IAST (Interactive Application Security Testing) instruments the running application from within — using agents that observe application behavior during functional testing to identify security flaws in context. IAST provides the accuracy of runtime analysis with much lower false positive rates than SAST. Leading tools: Contrast Security, Seeker. MAST (Mobile AST) applies SAST/DAST/IAST to mobile applications. API security testing applies DAST-like fuzzing and schema validation to REST/GraphQL APIs — a critical gap since most DAST tools were designed for web applications and miss API-specific vulnerabilities like excessive data exposure, broken object-level authorization (BOLA/IDOR), and mass assignment.
OWASP Top 10 (2021)
The OWASP Top 10 is the most widely referenced list of critical application security risks. The 2021 edition identifies: A01 Broken Access Control (moved to #1 — most prevalent finding), A02 Cryptographic Failures, A03 Injection (SQL, LDAP, OS command), A04 Insecure Design (new — design-level flaws not fixable by implementation patches), A05 Security Misconfiguration, A06 Vulnerable and Outdated Components, A07 Identification and Authentication Failures, A08 Software and Data Integrity Failures (new — covers unsigned updates, deserialization, CI/CD pipeline integrity), A09 Security Logging and Monitoring Failures, A10 Server-Side Request Forgery (SSRF, new).

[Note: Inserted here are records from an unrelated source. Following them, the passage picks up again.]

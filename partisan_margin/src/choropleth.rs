use log::{info, warn};

use std::collections::HashSet;

use crate::classify;
use crate::config::*;
use crate::resolver::match_geometry;

/// The fill of one map feature.
#[derive(PartialEq, Debug, Clone)]
pub struct FillEntry {
    /// The name of the feature to paint: the geometry name when the county
    /// was matched, the result name otherwise.
    pub feature: String,
    pub county: String,
    pub classification: Classification,
}

/// Everything needed to paint a county map for one contest.
#[derive(PartialEq, Debug, Clone)]
pub struct Choropleth {
    pub entries: Vec<FillEntry>,
    pub default_color: &'static str,
    /// Number of entries that were matched with a feature.
    pub colored: usize,
    pub geometry_count: usize,
    pub missing: Vec<String>,
}

impl Choropleth {
    /// (feature name, color) pairs, in the order of the entries.
    pub fn colors(&self) -> Vec<(&str, &'static str)> {
        self.entries
            .iter()
            .map(|e| (e.feature.as_str(), e.classification.color))
            .collect()
    }
}

/// Classifies all the counties of a contest and attaches them to the map
/// features.
///
/// A feature receives at most one color: if two result counties resolve to
/// the same feature, the first one is used.
pub fn build_choropleth(results: &CountyResults, geometry_names: &[String]) -> Choropleth {
    let matches = match_geometry(results.keys(), geometry_names);
    let missing: HashSet<&String> = matches.missing.iter().collect();

    let mut seen: HashSet<String> = HashSet::new();
    let mut entries: Vec<FillEntry> = Vec::new();
    let mut colored: usize = 0;
    for (county, feature) in matches.pairs.iter() {
        if !seen.insert(feature.clone()) {
            warn!(
                "build_choropleth: feature {} already painted, ignoring county {}",
                feature, county
            );
            continue;
        }
        // Every pair comes from a key of the results.
        let tally = match results.get(county) {
            Some(t) => t,
            None => continue,
        };
        if !missing.contains(county) {
            colored += 1;
        }
        entries.push(FillEntry {
            feature: feature.clone(),
            county: county.clone(),
            classification: classify(tally),
        });
    }

    info!(
        "build_choropleth: coloring {} of {} counties",
        colored,
        geometry_names.len()
    );
    Choropleth {
        entries,
        default_color: NO_DATA_COLOR,
        colored,
        geometry_count: geometry_names.len(),
        missing: matches.missing,
    }
}
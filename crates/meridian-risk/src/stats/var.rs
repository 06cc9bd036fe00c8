//! Value-at-Risk estimators.
//!
//! Both estimators report VaR as a signed daily return: losses are
//! negative, and the 99% figure is at least as negative as the 95% one.
//! Annualized variants scale the volatility term by √(trading days).

use super::{mean, sample_std};
use meridian_core::EngineConfig;
use serde::{Deserialize, Serialize};
use statrs::distribution::{ContinuousCDF, Normal};

/// Confidence levels the contract reports.
const CONFIDENCE_95: f64 = 0.95;
const CONFIDENCE_99: f64 = 0.99;

/// VaR figures at both confidence levels for one horizon.
#[derive(Debug, Clone, Copy, PartialEq, Serialize, Deserialize)]
pub struct VarLevels {
    /// Empirical-quantile VaR at 95% confidence.
    pub historical_95: f64,

    /// Empirical-quantile VaR at 99% confidence.
    pub historical_99: f64,

    /// Normal-assumption VaR at 95% confidence.
    pub parametric_95: f64,

    /// Normal-assumption VaR at 99% confidence.
    pub parametric_99: f64,
}

/// Daily and annualized VaR estimates.
#[derive(Debug, Clone, Copy, PartialEq, Serialize, Deserialize)]
pub struct VarEstimates {
    /// One-day horizon.
    pub daily: VarLevels,

    /// Annualized by square-root-of-time scaling.
    pub annual: VarLevels,
}

impl VarEstimates {
    /// Computes all eight VaR figures from the daily return series.
    #[must_use]
    pub fn calculate(returns: &[f64], config: &EngineConfig) -> Self {
        let sqrt_days = config.annualization_sqrt();
        let days = config.trading_days_per_year;

        let mu = mean(returns);
        let sigma = sample_std(returns);
        let z_95 = standard_normal_quantile(CONFIDENCE_95);
        let z_99 = standard_normal_quantile(CONFIDENCE_99);

        let daily = VarLevels {
            historical_95: historical_var(returns, CONFIDENCE_95),
            historical_99: historical_var(returns, CONFIDENCE_99),
            parametric_95: mu - z_95 * sigma,
            parametric_99: mu - z_99 * sigma,
        };

        let annual = VarLevels {
            historical_95: daily.historical_95 * sqrt_days,
            historical_99: daily.historical_99 * sqrt_days,
            parametric_95: mu * days - z_95 * sigma * sqrt_days,
            parametric_99: mu * days - z_99 * sigma * sqrt_days,
        };

        Self { daily, annual }
    }
}

/// Historical VaR at the given confidence: the `(1 - c)`-quantile of the
/// empirical daily return distribution, with linear interpolation between
/// the two nearest order statistics.
///
/// An empty series yields 0.0; the aligner guarantees at least one return
/// upstream.
#[must_use]
pub fn historical_var(returns: &[f64], confidence: f64) -> f64 {
    if returns.is_empty() {
        return 0.0;
    }

    let mut sorted = returns.to_vec();
    sorted.sort_by(|a, b| a.partial_cmp(b).unwrap_or(std::cmp::Ordering::Equal));

    let rank = (1.0 - confidence) * (sorted.len() - 1) as f64;
    let lo = rank.floor() as usize;
    let hi = rank.ceil() as usize;
    if lo == hi {
        return sorted[lo];
    }

    let fraction = rank - lo as f64;
    sorted[lo] + fraction * (sorted[hi] - sorted[lo])
}

/// Parametric VaR at the given confidence: `mean - z_c · std` under a
/// normal assumption.
///
/// On a zero-variance series the volatility term vanishes and the estimate
/// degrades to the mean.
#[must_use]
pub fn parametric_var(returns: &[f64], confidence: f64) -> f64 {
    mean(returns) - standard_normal_quantile(confidence) * sample_std(returns)
}

/// Standard-normal quantile for the confidence level (≈1.645 for 95%).
fn standard_normal_quantile(confidence: f64) -> f64 {
    match Normal::new(0.0, 1.0) {
        Ok(normal) => normal.inverse_cdf(confidence),
        Err(_) => f64::NAN,
    }
}
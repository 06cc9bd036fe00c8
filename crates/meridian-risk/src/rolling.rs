//! Trailing-window annualized volatility.

use crate::stats::sample_std;
use chrono::NaiveDate;
use meridian_core::EngineConfig;
use serde::{Deserialize, Serialize};

/// One point of the rolling volatility series.
#[derive(Debug, Clone, Copy, PartialEq, Serialize, Deserialize)]
pub struct RollingVolatilityPoint {
    /// Date of the last return in the window.
    pub date: NaiveDate,

    /// Annualized standard deviation over the trailing window.
    pub volatility: f64,
}

/// Computes the trailing-window annualized volatility series.
///
/// For each date with at least `config.rolling_window` returns available
/// (the date's own return included), the sample std of that window scaled
/// by √(trading days). The output is `window − 1` points shorter than the
/// return series; fewer returns than one full window produce an empty
/// series, which consumers treat as "insufficient history".
#[must_use]
pub fn rolling_volatility(
    returns: &[f64],
    dates: &[NaiveDate],
    config: &EngineConfig,
) -> Vec<RollingVolatilityPoint> {
    let window = config.rolling_window;
    if window == 0 || returns.len() < window || returns.len() != dates.len() {
        return Vec::new();
    }

    let factor = config.annualization_sqrt();
    returns
        .windows(window)
        .zip(dates.iter().skip(window - 1))
        .map(|(slice, &date)| RollingVolatilityPoint {
            date,
            volatility: sample_std(slice) * factor,
        })
        .collect()
}
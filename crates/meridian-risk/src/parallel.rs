//! Parallel processing utilities for the metrics pipeline.
//!
//! Provides conditional parallel iteration based on configuration
//! and collection size. Uses rayon when the `parallel` feature is enabled.

use meridian_core::EngineConfig;

/// Maps a function over items, conditionally using parallel iteration.
///
/// Uses parallel iteration when:
/// - The `parallel` feature is enabled
/// - `config.parallel` is true
/// - The collection size exceeds `config.parallel_threshold`
///
/// # Example
///
/// ```ignore
/// let columns = maybe_parallel_map(&tickers, &config, |t| compute_column(t));
/// ```
#[allow(unused_variables)]
pub fn maybe_parallel_map<T, U, F>(items: &[T], config: &EngineConfig, f: F) -> Vec<U>
where
    T: Sync,
    U: Send,
    F: Fn(&T) -> U + Sync + Send,
{
    #[cfg(feature = "parallel")]
    {
        use rayon::prelude::*;
        if config.should_parallelize(items.len()) {
            return items.par_iter().map(f).collect();
        }
    }

    items.iter().map(f).collect()
}

/// Filters and maps items, conditionally using parallel iteration.
#[allow(unused_variables)]
pub fn maybe_parallel_filter_map<T, U, F>(items: &[T], config: &EngineConfig, f: F) -> Vec<U>
where
    T: Sync,
    U: Send,
    F: Fn(&T) -> Option<U> + Sync + Send,
{
    #[cfg(feature = "parallel")]
    {
        use rayon::prelude::*;
        if config.should_parallelize(items.len()) {
            return items.par_iter().filter_map(f).collect();
        }
    }

    items.iter().filter_map(f).collect()
}
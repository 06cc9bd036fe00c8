//! Error types for the Meridian library.
//!
//! Hard errors abort the whole computation and bubble to the caller as a
//! single descriptive failure. Recoverable conditions (zero variance, a
//! missing benchmark, a stress window with no overlap) are not errors: the
//! affected output fields degrade to `None` or are omitted instead.

use chrono::NaiveDate;
use thiserror::Error;

/// A specialized Result type for Meridian operations.
pub type RiskResult<T> = Result<T, RiskError>;

/// The main error type for Meridian operations.
#[derive(Error, Debug, Clone, PartialEq)]
pub enum RiskError {
    /// Malformed request or portfolio specification.
    ///
    /// Surfaced before any computation is attempted.
    #[error("Invalid portfolio specification: {reason}")]
    Validation {
        /// Description of the validation failure.
        reason: String,
    },

    /// A requested ticker has too little usable history.
    #[error("Insufficient data for '{ticker}': {reason}")]
    InsufficientData {
        /// The offending ticker.
        ticker: String,
        /// Why the history is unusable.
        reason: String,
    },

    /// A non-positive close was encountered while computing returns.
    ///
    /// Adjusted closes are positive in practice; a zero or negative value is
    /// undefined input and is rejected rather than propagated as NaN/Inf.
    #[error("Invalid price for '{ticker}' on {date}: {price}")]
    InvalidPrice {
        /// The ticker whose series contains the bad close.
        ticker: String,
        /// The date of the bad close.
        date: NaiveDate,
        /// The offending value.
        price: f64,
    },
}

impl RiskError {
    /// Creates a validation error.
    #[must_use]
    pub fn validation(reason: impl Into<String>) -> Self {
        Self::Validation {
            reason: reason.into(),
        }
    }

    /// Creates an insufficient-data error for a ticker.
    #[must_use]
    pub fn insufficient_data(ticker: impl Into<String>, reason: impl Into<String>) -> Self {
        Self::InsufficientData {
            ticker: ticker.into(),
            reason: reason.into(),
        }
    }

    /// Creates an invalid-price error.
    #[must_use]
    pub fn invalid_price(ticker: impl Into<String>, date: NaiveDate, price: f64) -> Self {
        Self::InvalidPrice {
            ticker: ticker.into(),
            date,
            price,
        }
    }
}
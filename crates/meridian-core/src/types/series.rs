//! Price series types.

use crate::error::{RiskError, RiskResult};
use chrono::NaiveDate;
use serde::{Deserialize, Serialize};

/// A single observation in a price series.
#[derive(Debug, Clone, Copy, PartialEq, Serialize, Deserialize)]
pub struct PricePoint {
    /// Trading date.
    pub date: NaiveDate,

    /// Adjusted close.
    pub close: f64,
}

impl PricePoint {
    /// Creates a price point.
    #[must_use]
    pub fn new(date: NaiveDate, close: f64) -> Self {
        Self { date, close }
    }
}

/// An ordered-by-date series of adjusted closes for one ticker.
///
/// The constructor enforces the ordering invariant: dates are strictly
/// increasing, so there are no duplicates. Positivity of closes is checked
/// later, at return-computation time, so a series can be constructed from
/// raw provider data without a second pass.
#[derive(Debug, Clone, PartialEq, Serialize, Deserialize)]
pub struct PriceSeries {
    ticker: String,
    points: Vec<PricePoint>,
}

impl PriceSeries {
    /// Builds a series from dated closes.
    ///
    /// # Errors
    ///
    /// Returns [`RiskError::Validation`] if dates are not strictly
    /// increasing.
    pub fn new(ticker: impl Into<String>, points: Vec<PricePoint>) -> RiskResult<Self> {
        let ticker = ticker.into();

        for window in points.windows(2) {
            if window[1].date <= window[0].date {
                return Err(RiskError::validation(format!(
                    "price series for '{ticker}' must have strictly increasing dates ({} then {})",
                    window[0].date, window[1].date
                )));
            }
        }

        Ok(Self { ticker, points })
    }

    /// Convenience constructor from `(date, close)` pairs.
    ///
    /// # Errors
    ///
    /// Same as [`PriceSeries::new`].
    pub fn from_pairs(
        ticker: impl Into<String>,
        pairs: impl IntoIterator<Item = (NaiveDate, f64)>,
    ) -> RiskResult<Self> {
        let points = pairs
            .into_iter()
            .map(|(date, close)| PricePoint::new(date, close))
            .collect();
        Self::new(ticker, points)
    }

    /// The ticker this series belongs to.
    #[must_use]
    pub fn ticker(&self) -> &str {
        &self.ticker
    }

    /// The ordered observations.
    #[must_use]
    pub fn points(&self) -> &[PricePoint] {
        &self.points
    }

    /// Number of observations.
    #[must_use]
    pub fn len(&self) -> usize {
        self.points.len()
    }

    /// True when the series has no observations.
    #[must_use]
    pub fn is_empty(&self) -> bool {
        self.points.is_empty()
    }

    /// Iterates over the observations within `[start, end]` (inclusive).
    pub fn in_range(
        &self,
        start: NaiveDate,
        end: NaiveDate,
    ) -> impl Iterator<Item = &PricePoint> + '_ {
        self.points
            .iter()
            .filter(move |p| p.date >= start && p.date <= end)
    }
}
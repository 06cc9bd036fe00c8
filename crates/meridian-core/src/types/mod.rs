//! Core types for portfolio risk analytics.

mod series;
mod spec;

pub use series::{PricePoint, PriceSeries};
pub use spec::{AnalysisRequest, Holding, PortfolioSpec, MAX_HOLDINGS};
//! Price alignment onto a common trading-day calendar.
//!
//! Merges per-ticker price series by inner join on trading dates: a date
//! missing from any one requested ticker is excluded for all of them. The
//! benchmark participates in the join as a soft member - it can only shrink
//! the axis while the result stays viable, never sink the request.

use chrono::NaiveDate;
use meridian_core::{EngineConfig, PriceSeries, RiskError, RiskResult};
use std::collections::HashMap;

/// Price series aligned onto a shared date axis.
///
/// Invariant: every column has exactly one close per axis date, in axis
/// order. Columns are stored per ticker in request order; the benchmark
/// column, when present, shares the same axis.
#[derive(Debug, Clone)]
pub struct AlignedMatrix {
    dates: Vec<NaiveDate>,
    tickers: Vec<String>,
    columns: Vec<Vec<f64>>,
    benchmark_ticker: Option<String>,
    benchmark: Option<Vec<f64>>,
}

impl AlignedMatrix {
    /// The shared date axis, ascending.
    #[must_use]
    pub fn dates(&self) -> &[NaiveDate] {
        &self.dates
    }

    /// Tickers in request order.
    #[must_use]
    pub fn tickers(&self) -> &[String] {
        &self.tickers
    }

    /// Close columns, parallel to [`AlignedMatrix::tickers`].
    #[must_use]
    pub fn columns(&self) -> &[Vec<f64>] {
        &self.columns
    }

    /// The benchmark close column, if the benchmark survived alignment.
    #[must_use]
    pub fn benchmark(&self) -> Option<&[f64]> {
        self.benchmark.as_deref()
    }

    /// The benchmark ticker, if the benchmark survived alignment.
    #[must_use]
    pub fn benchmark_ticker(&self) -> Option<&str> {
        self.benchmark_ticker.as_deref()
    }

    /// Number of aligned trading days.
    #[must_use]
    pub fn len(&self) -> usize {
        self.dates.len()
    }

    /// True when the axis is empty.
    #[must_use]
    pub fn is_empty(&self) -> bool {
        self.dates.is_empty()
    }
}

/// Aligns per-ticker series (and an optional benchmark) onto the common
/// trading dates within `[start, end]`.
///
/// # Errors
///
/// - [`RiskError::InsufficientData`] when a ticker has no observations in
///   range, or when fewer than `config.min_aligned_days` dates remain after
///   the intersection. In the latter case the ticker with the fewest
///   in-range observations is the one named.
/// - [`RiskError::Validation`] when no series are supplied at all.
///
/// A benchmark with no usable overlap is dropped rather than reported as an
/// error; beta then degrades to null downstream.
pub fn align(
    series: &[PriceSeries],
    benchmark: Option<&PriceSeries>,
    start: NaiveDate,
    end: NaiveDate,
    config: &EngineConfig,
) -> RiskResult<AlignedMatrix> {
    if series.is_empty() {
        return Err(RiskError::validation("no price series to align"));
    }

    // Per-ticker date -> close lookup, restricted to the requested range.
    let mut lookups: Vec<(usize, HashMap<NaiveDate, f64>)> = Vec::with_capacity(series.len());
    for (idx, s) in series.iter().enumerate() {
        let map: HashMap<NaiveDate, f64> =
            s.in_range(start, end).map(|p| (p.date, p.close)).collect();
        if map.is_empty() {
            return Err(RiskError::insufficient_data(
                s.ticker(),
                format!("no price history between {start} and {end}"),
            ));
        }
        lookups.push((idx, map));
    }

    // Probe with the sparsest ticker: it bounds the intersection and is the
    // one named when too little survives.
    let probe_idx = lookups
        .iter()
        .min_by_key(|(_, map)| map.len())
        .map(|(idx, _)| *idx)
        .unwrap_or(0);

    let mut dates: Vec<NaiveDate> = series[probe_idx]
        .in_range(start, end)
        .map(|p| p.date)
        .filter(|date| {
            lookups
                .iter()
                .all(|(idx, map)| *idx == probe_idx || map.contains_key(date))
        })
        .collect();

    if dates.len() < config.min_aligned_days {
        return Err(RiskError::insufficient_data(
            series[probe_idx].ticker(),
            format!(
                "only {} aligned trading days, need at least {}",
                dates.len(),
                config.min_aligned_days
            ),
        ));
    }

    // The benchmark joins softly: keep it only if the shrunken axis is
    // still viable, otherwise drop it and leave beta to degrade.
    let mut benchmark_lookup = None;
    if let Some(bench) = benchmark {
        let map: HashMap<NaiveDate, f64> = bench
            .in_range(start, end)
            .map(|p| (p.date, p.close))
            .collect();
        let joined: Vec<NaiveDate> = dates
            .iter()
            .copied()
            .filter(|date| map.contains_key(date))
            .collect();

        if joined.len() >= config.min_aligned_days {
            dates = joined;
            benchmark_lookup = Some((bench.ticker().to_string(), map));
        }
    }

    let columns: Vec<Vec<f64>> = lookups
        .iter()
        .map(|(_, map)| dates.iter().map(|date| map[date]).collect())
        .collect();

    let (benchmark_ticker, benchmark) = match benchmark_lookup {
        Some((ticker, map)) => {
            let column = dates.iter().map(|date| map[date]).collect();
            (Some(ticker), Some(column))
        }
        None => (None, None),
    };

    Ok(AlignedMatrix {
        dates,
        tickers: series.iter().map(|s| s.ticker().to_string()).collect(),
        columns,
        benchmark_ticker,
        benchmark,
    })
}
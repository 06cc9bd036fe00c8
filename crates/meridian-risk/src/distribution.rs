//! Return distribution histogram.
//!
//! Buckets the daily portfolio returns into equal-width bins spanning the
//! observed range, for tail visualization. Serialized field names are
//! camelCase - part of the consumer contract.

use meridian_core::EngineConfig;
use serde::{Deserialize, Serialize};

/// One histogram bin over the daily return axis.
#[derive(Debug, Clone, Copy, PartialEq, Serialize, Deserialize)]
pub struct ReturnBin {
    /// Inclusive lower edge.
    #[serde(rename = "binStart")]
    pub bin_start: f64,

    /// Upper edge (inclusive for the last bin).
    #[serde(rename = "binEnd")]
    pub bin_end: f64,

    /// Midpoint, used as the plotting coordinate.
    #[serde(rename = "binMid")]
    pub bin_mid: f64,

    /// Number of observations in the bin.
    pub count: usize,
}

/// Partitions returns into `config.distribution_bins` equal-width bins over
/// `[min, max]`.
///
/// A zero-range series (all returns identical) collapses to a single bin
/// containing every observation. An empty series produces no bins.
#[must_use]
pub fn return_distribution(returns: &[f64], config: &EngineConfig) -> Vec<ReturnBin> {
    if returns.is_empty() || config.distribution_bins == 0 {
        return Vec::new();
    }

    let min = returns.iter().copied().fold(f64::INFINITY, f64::min);
    let max = returns.iter().copied().fold(f64::NEG_INFINITY, f64::max);

    if min == max {
        return vec![ReturnBin {
            bin_start: min,
            bin_end: max,
            bin_mid: min,
            count: returns.len(),
        }];
    }

    let bins = config.distribution_bins;
    let width = (max - min) / bins as f64;

    let mut counts = vec![0usize; bins];
    for &r in returns {
        // The maximum lands exactly on the top edge; clamp it into the
        // last bin instead of a phantom one past the end.
        let index = (((r - min) / width) as usize).min(bins - 1);
        counts[index] += 1;
    }

    counts
        .into_iter()
        .enumerate()
        .map(|(i, count)| {
            let bin_start = min + i as f64 * width;
            let bin_end = bin_start + width;
            ReturnBin {
                bin_start,
                bin_end,
                bin_mid: (bin_start + bin_end) / 2.0,
                count,
            }
        })
        .collect()
}
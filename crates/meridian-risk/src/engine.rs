//! The risk metrics engine.
//!
//! One pure, stateless entry point: validate the request, align prices,
//! derive returns, compose the portfolio, then fan out into the independent
//! estimators and assemble the result. Identical inputs always produce
//! identical outputs - there is no randomness and no I/O here.

use crate::align::align;
use crate::correlation::correlation_matrix;
use crate::distribution::return_distribution;
use crate::portfolio::{portfolio_returns, value_series};
use crate::result::{DrawdownPoint, Metrics, MetricsResult, ValuePoint};
use crate::returns::compute_returns;
use crate::rolling::rolling_volatility;
use crate::stats::drawdown::{drawdown_series, extreme_date, max_drawdown};
use crate::stats::var::VarEstimates;
use crate::stats::{annual_return, annual_volatility, beta, daily_volatility, sharpe_ratio};
use crate::stress::{run_stress_windows, standard, worst_day_overall};
use meridian_core::{
    AnalysisRequest, EngineConfig, PortfolioSpec, PriceSeries, RiskError, RiskResult,
};
use std::collections::HashMap;

/// Stateless calculator turning price histories into a [`MetricsResult`].
///
/// # Example
///
/// ```rust,ignore
/// use meridian_risk::prelude::*;
///
/// let engine = RiskEngine::new();
/// let result = engine.analyze(&request, &price_series, Some(&benchmark))?;
/// println!("annual vol: {:.2}%", result.metrics.annual_volatility * 100.0);
/// ```
#[derive(Debug, Clone, Default)]
pub struct RiskEngine {
    config: EngineConfig,
}

impl RiskEngine {
    /// Creates an engine with the default configuration.
    #[must_use]
    pub fn new() -> Self {
        Self::default()
    }

    /// Creates an engine with an explicit configuration.
    #[must_use]
    pub fn with_config(config: EngineConfig) -> Self {
        Self { config }
    }

    /// The active configuration.
    #[must_use]
    pub fn config(&self) -> &EngineConfig {
        &self.config
    }

    /// Runs the full metrics pipeline for one request.
    ///
    /// `prices` must contain one series per requested ticker (any order);
    /// `benchmark` is optional and only feeds beta.
    ///
    /// # Errors
    ///
    /// - [`RiskError::Validation`] for a malformed request
    /// - [`RiskError::InsufficientData`] when a ticker has no usable
    ///   history in range, or too few aligned days remain
    /// - [`RiskError::InvalidPrice`] on a non-positive close
    pub fn analyze(
        &self,
        request: &AnalysisRequest,
        prices: &[PriceSeries],
        benchmark: Option<&PriceSeries>,
    ) -> RiskResult<MetricsResult> {
        let spec = PortfolioSpec::from_request(request, &self.config)?;

        tracing::debug!(
            tickers = ?request.tickers,
            start = %request.start_date,
            end = %request.end_date,
            "Calculating risk metrics"
        );

        let ordered = order_series(&spec, prices)?;
        let aligned = align(
            &ordered,
            benchmark,
            request.start_date,
            request.end_date,
            &self.config,
        )?;

        let returns = compute_returns(&aligned, &self.config)?;
        let port_returns = portfolio_returns(&returns, &spec)?;
        let values = value_series(&port_returns, self.config.base_portfolio_value);

        // Independent read-only fan-out over the finalized series.
        let var = VarEstimates::calculate(&port_returns, &self.config);
        let dd_series = drawdown_series(&values);
        let dd_extreme = max_drawdown(&values);
        let portfolio_beta = returns
            .benchmark()
            .and_then(|bench| beta(&port_returns, bench));
        let correlations = correlation_matrix(&returns, &self.config);
        let rolling = rolling_volatility(&port_returns, returns.dates(), &self.config);
        let histogram = return_distribution(&port_returns, &self.config);
        let stress = run_stress_windows(
            returns.dates(),
            &port_returns,
            &values,
            &standard::all(),
            &self.config,
        );
        let worst_day = worst_day_overall(returns.dates(), &port_returns, &values);

        let portfolio_values = aligned
            .dates()
            .iter()
            .zip(&values)
            .map(|(&date, &value)| ValuePoint { date, value })
            .collect();
        let drawdown_data = aligned
            .dates()
            .iter()
            .zip(&dd_series)
            .map(|(&date, &drawdown)| DrawdownPoint { date, drawdown })
            .collect();

        let metrics = Metrics {
            annual_return: annual_return(&port_returns, &self.config),
            daily_volatility: daily_volatility(&port_returns),
            annual_volatility: annual_volatility(&port_returns, &self.config),
            sharpe_ratio: sharpe_ratio(&port_returns, &self.config),
            max_drawdown: dd_extreme.as_ref().map_or(0.0, |e| e.drawdown),
            max_drawdown_date: dd_extreme
                .as_ref()
                .and_then(|e| extreme_date(e, aligned.dates())),
            beta: portfolio_beta,
            var,
            portfolio_values,
            drawdown_data,
            rolling_volatility: rolling,
            correlation_matrix: correlations,
            return_distribution: histogram,
        };

        tracing::debug!(
            aligned_days = aligned.len(),
            stress_windows = stress.len(),
            benchmark = aligned.benchmark_ticker().is_some(),
            "Risk metrics calculated"
        );

        Ok(MetricsResult {
            tickers: spec.tickers(),
            start_date: request.start_date,
            end_date: request.end_date,
            metrics,
            stress_test_periods: stress,
            worst_day_overall: worst_day,
        })
    }
}

/// Reorders the supplied series into spec order, one per ticker.
fn order_series(spec: &PortfolioSpec, prices: &[PriceSeries]) -> RiskResult<Vec<PriceSeries>> {
    let by_ticker: HashMap<&str, &PriceSeries> =
        prices.iter().map(|s| (s.ticker(), s)).collect();

    spec.holdings()
        .iter()
        .map(|holding| {
            by_ticker
                .get(holding.ticker.as_str())
                .map(|&s| s.clone())
                .ok_or_else(|| {
                    RiskError::insufficient_data(&holding.ticker, "no price series supplied")
                })
        })
        .collect()
}
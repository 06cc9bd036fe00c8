//! Running-peak drawdown analysis.

use chrono::NaiveDate;

/// The deepest point of a drawdown series.
#[derive(Debug, Clone, Copy, PartialEq)]
pub struct DrawdownExtreme {
    /// The most negative drawdown (≤ 0).
    pub drawdown: f64,

    /// Index into the value series where the minimum occurs.
    /// On ties, the earliest index.
    pub index: usize,
}

/// Computes the drawdown at every point of a value series.
///
/// `drawdown[t] = (value[t] - peak[t]) / peak[t]` where `peak[t]` is the
/// running maximum up to `t`. Every entry is ≤ 0; the output has the same
/// length as the input.
#[must_use]
pub fn drawdown_series(values: &[f64]) -> Vec<f64> {
    let mut peak = f64::MIN;
    values
        .iter()
        .map(|&value| {
            if value > peak {
                peak = value;
            }
            (value - peak) / peak
        })
        .collect()
}

/// Finds the maximum drawdown: the most negative entry of the drawdown
/// series, with the index of its first occurrence.
///
/// Returns `None` for an empty series.
#[must_use]
pub fn max_drawdown(values: &[f64]) -> Option<DrawdownExtreme> {
    let series = drawdown_series(values);
    let mut extreme: Option<DrawdownExtreme> = None;

    for (index, &drawdown) in series.iter().enumerate() {
        let deeper = match extreme {
            Some(ref e) => drawdown < e.drawdown,
            None => true,
        };
        if deeper {
            extreme = Some(DrawdownExtreme { drawdown, index });
        }
    }

    extreme
}

/// Looks up the date of a drawdown extreme on the value-series date axis.
#[must_use]
pub fn extreme_date(extreme: &DrawdownExtreme, dates: &[NaiveDate]) -> Option<NaiveDate> {
    dates.get(extreme.index).copied()
}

OWASP ASVS (Application Security Verification Standard) v4.0 provides specific verification requirements for each of these categories — offering a measurable, testable security baseline for any application.
| Testing type | When in pipeline | What it finds best | Key limitation |
|---|---|---|---|
| SAST | Code commit / PR / build stage | Injection flaws, hardcoded secrets, unsafe APIs, code-level CWEs | High false positive rate; misses runtime and business logic issues |
| SCA | Build stage / PR | Vulnerable open-source dependencies, license compliance issues | Only finds known CVEs — zero-day library vulnerabilities are invisible |
| DAST | Test stage / staging environment | Runtime issues, auth failures, SSRF, business logic, config errors | Needs running app; can't test code paths not covered by crawl |
| IAST | During functional testing | High accuracy runtime issues in tested code paths; low FP rate | Requires agent instrumentation; only tests code paths exercised |
| Secrets scanning | Pre-commit / build | Hardcoded API keys, credentials, tokens, private keys in code | Only finds secrets not already committed historically (need separate audit for history) |
CI/CD Pipeline Security
25 min • Pipeline hardening, secrets management, SBOM, software supply chain
Why CI/CD pipelines are a primary attack target
CI/CD pipelines have become a primary target for sophisticated attackers because they sit at the intersection of broad code access, cloud credentials, production deployment capability, and often relatively weak access controls. The 2020 SolarWinds supply chain attack compromised the build pipeline to inject malicious code into a signed software update reaching 18,000+ organizations — without ever compromising a production environment directly. In 2023, the 3CX supply chain compromise used a trojanized upstream dependency. The CISA/NSA joint advisory on "Defending Continuous Integration/Continuous Delivery (CI/CD) Environments" (2023) identified pipeline access control, secrets management, and build integrity as the three highest-priority security controls for CI/CD environments.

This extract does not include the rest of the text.